Tina Deng, MSc, Senior Medical Devices Analyst at GlobalData comments: “The pandemic greatly increased the awareness of wearable devices as their use cases increased. This has resulted in an increase in device innovation as more companies race to develop new ways to cash in and help limit the spread of the virus.
“However, COVID-19 will hit smartwatch shipments and revenues in 2020. According to GlobalData estimates, the number of smartwatch shipments in 2020 will be 9% lower than in 2019, due to delays in production caused by COVID-19. Furthermore, smartwatch revenues will decline by 10% in 2020, as the global recession resulting from the pandemic hits consumer spending. Compared with wearables with specific medical purposes, smartwatches for general population are more vulnerable to the pandemic-related economic recession. Most consumers do not currently see significant value in smartwatches, primarily because most of the functionality available on smartwatches can already be found on smartphones. However, the current low penetration rate shows that there is plenty of scope for growth in the coming years.

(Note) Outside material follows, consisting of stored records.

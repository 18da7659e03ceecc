//! User repository for database operations.

use sqlx::PgPool;
use uuid::Uuid;

use crate::entities::{UserEntity, UserRoleDb};
use crate::metrics::QueryTimer;

/// Repository for user-related database operations.
#[derive(Clone)]
pub struct UserRepository {
    pool: PgPool,
}

impl UserRepository {
    /// Creates a new UserRepository with the given connection pool.
    pub fn new(pool: PgPool) -> Self {
        Self { pool }
    }

    /// Find a user by ID.
    pub async fn find_by_id(&self, id: Uuid) -> Result<Option<UserEntity>, sqlx::Error> {
        let timer = QueryTimer::new("find_user_by_id");
        let result = sqlx::query_as::<_, UserEntity>(
            r#"
            SELECT id, email, password_hash, name, role, affiliate_id, created_at, updated_at
            FROM users
            WHERE id = $1
            "#,
        )
        .bind(id)
        .fetch_optional(&self.pool)
        .await;
        timer.record();
        result
    }

    /// Find a user by email address (case-insensitive).
    pub async fn find_by_email(&self, email: &str) -> Result<Option<UserEntity>, sqlx::Error> {
        let timer = QueryTimer::new("find_user_by_email");
        let result = sqlx::query_as::<_, UserEntity>(
            r#"
            SELECT id, email, password_hash, name, role, affiliate_id, created_at, updated_at
            FROM users
            WHERE LOWER(email) = LOWER($1)
            "#,
        )
        .bind(email)
        .fetch_optional(&self.pool)
        .await;
        timer.record();
        result
    }

    /// Create a user with no affiliate.
    pub async fn create_user(
        &self,
        email: &str,
        password_hash: &str,
        name: &str,
        role: UserRoleDb,
    ) -> Result<UserEntity, sqlx::Error> {
        let timer = QueryTimer::new("create_user");
        let result = sqlx::query_as::<_, UserEntity>(
            r#"
            INSERT INTO users (email, password_hash, name, role)
            VALUES ($1, $2, $3, $4)
            RETURNING id, email, password_hash, name, role, affiliate_id, created_at, updated_at
            "#,
        )
        .bind(email)
        .bind(password_hash)
        .bind(name)
        .bind(role)
        .fetch_one(&self.pool)
        .await;
        timer.record();
        result
    }

    pub async fn update_password(&self, id: Uuid, password_hash: &str) -> Result<bool, sqlx::Error> {
        let timer = QueryTimer::new("update_user_password");
        let result = sqlx::query(
            r#"
            UPDATE users
            SET password_hash = $2, updated_at = NOW()
            WHERE id = $1
            "#,
        )
        .bind(id)
        .bind(password_hash)
        .execute(&self.pool)
        .await?;
        timer.record();
        Ok(result.rows_affected() > 0)
    }

    /// Update email and/or password hash; `None` keeps the stored value.
    pub async fn update_credentials(
        &self,
        id: Uuid,
        email: Option<&str>,
        password_hash: Option<&str>,
    ) -> Result<Option<UserEntity>, sqlx::Error> {
        let timer = QueryTimer::new("update_user_credentials");
        let result = sqlx::query_as::<_, UserEntity>(
            r#"
            UPDATE users
            SET email = COALESCE($2, email),
                password_hash = COALESCE($3, password_hash),
                updated_at = NOW()
            WHERE id = $1
            RETURNING id, email, password_hash, name, role, affiliate_id, created_at, updated_at
            "#,
        )
        .bind(id)
        .bind(email)
        .bind(password_hash)
        .fetch_optional(&self.pool)
        .await;
        timer.record();
        result
    }
}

Recent advances are providing value for healthcare with a focus on diagnosis, treatment, monitoring, and prevention. These advantages are felt through the entire healthcare value chain with benefits including personalization, early diagnosis, remote patient monitoring, adherence to medication, information libraries, and better decision-making, while reducing healthcare costs.
Deng adds: “Growing demand and functionality has gathered the attention of insurers and companies in the supply of wearable health technology to consumers and employees for their wide-ranging benefits. As a result, the wearable technology market will grow robustly in the foreseeable future.”